My anxiety and panic attacks got so bad I was put on medication, it didn’t help, and I couldn’t get through a day without an attack that would lead to me crying, hyperventilating and at times even ending up in the ER because I thought I was having a heart attack. My depression grew so heavy that at one point, I attempted, and by the grace of God, failed, to take my own life. These things weren’t helping me; they were destroying me. The patterns became clearer: astral projection led to violent nightmares, and each day I turned to these things, I felt more physically and mentally drained, like I was dying from the inside out.

My turning point, I remember vividly, was sitting in my car after a panic attack in the parking lot of my job, and just feeling so defeated and desperate and truly thinking yet again that it would be better if I just weren’t here. Instead of reaching for anything else, I prayed. Not to the universe, not into the air, but to Jesus Christ to help me because nothing else could. 

And for the first time, real peace settled over me. 

I knew that there was hope for me and that I wasn’t alone. I called on Him and He met me where I was and saved me and I haven’t looked back since. 

It’s been almost 3 years since that day, and I have been spending every day since seeking the Lord and learning as much as I can about Him and His word. As we read in 2 Corinthians 5:17, “Therefore if anyone is in Christ, he is a new creature; the old things passed away; behold, new things have come.” I am not the same person who sat in the car that day. There is now a clear before and after in my life. Knowing what I do now, and looking back, I see that the enemy tried so hard to destroy me, but our God is mighty and His grace and deliverance never fail. Satan’s tactic has never been to move us from Christ to evil; it’s to move us from Christ to self, and that’s all that’s needed to set the downward spiral in motion. 

My life now is completely restored and centered around Christ. I have not experienced depression or anxiety, I have not had a single panic attack. I’m sober, I’m not medicated. I’ve started attending church and I want to tell as many people as I can about Jesus. 

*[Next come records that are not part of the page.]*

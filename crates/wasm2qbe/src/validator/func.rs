//! Per-function type checking.
//!
//! `FunctionValidator` replays a body against a symbolic stack of operand
//! types and a stack of control frames. Code after an unconditional transfer
//! is still checked, but pops below the frame's entry height yield
//! [`MaybeType::Unknown`] (stack polymorphism).

use super::subtype::Subtyping;
use super::ModuleContext;
use crate::decoder::simd::SimdShape;
use crate::decoder::{
    BlockType, FieldType, FuncType, HeapType, MemArg, MemoryType, Module, NumericOp, Operator,
    OperatorsReader, ParserLimits, RefType, SimdImm, ValType,
};
use crate::error::ValidationError;
use crate::stack::SymbolicStack;

/// An operand type, or `Unknown` when popped from an unreachable frame.
#[derive(Debug, Clone, Copy, PartialEq, Eq)]
pub enum MaybeType {
    Unknown,
    Known(ValType),
}

impl MaybeType {
    fn as_ref_type(self) -> Option<RefType> {
        match self {
            MaybeType::Known(ValType::Ref(rt)) => Some(rt),
            _ => None,
        }
    }
}

#[derive(Debug, Clone, Copy, PartialEq, Eq)]
enum FrameKind {
    Function,
    Block,
    Loop,
    If,
    Else,
    Try,
    Catch,
    CatchAll,
}

#[derive(Debug, Clone)]
struct ControlFrame {
    kind: FrameKind,
    start_types: Vec<ValType>,
    end_types: Vec<ValType>,
    height: usize,
    /// Length of `initialized` when the frame was entered.
    init_height: usize,
    unreachable: bool,
}

impl ControlFrame {
    fn label_types(&self) -> &[ValType] {
        if self.kind == FrameKind::Loop {
            &self.start_types
        } else {
            &self.end_types
        }
    }
}

type Result<T> = std::result::Result<T, ValidationError>;

/// Numeric operations allowed in extended constant expressions.
const CONST_NUMERIC: &[NumericOp] = &[
    NumericOp::I32Add,
    NumericOp::I32Sub,
    NumericOp::I32Mul,
    NumericOp::I64Add,
    NumericOp::I64Sub,
    NumericOp::I64Mul,
];

pub(super) struct FunctionValidator<'a> {
    module: &'a Module,
    ctx: &'a ModuleContext,
    limits: &'a ParserLimits,
    sub: Subtyping<'a>,
    func_idx: Option<u32>,
    locals: Vec<ValType>,
    /// Non-defaultable locals set so far; truncated when frames end.
    initialized: Vec<u32>,
    results: Vec<ValType>,
    operands: SymbolicStack<MaybeType>,
    frames: Vec<ControlFrame>,
    /// In constant expressions: the number of globals that may be read.
    const_globals: Option<u32>,
    offset: usize,
}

No matter where you are, or what you have done, He is waiting for you. You can walk 10,000 steps away from Jesus, but you don’t need to walk 10,000 steps back. Just turn around and He will be there waiting for you with arms open. If you’ve been waiting for the “right time” to come to Jesus – this is it. Right now. He’s not looking for perfection, only your heart. Don’t let shame or fear keep you from the One who already knows everything about you and still calls you His. 

1 Comment

  1. Sue's avatar

    Sue

    Your journey shows how powerful God’s love is. I’m proud of you for holding on and letting Him lead you out of the dark.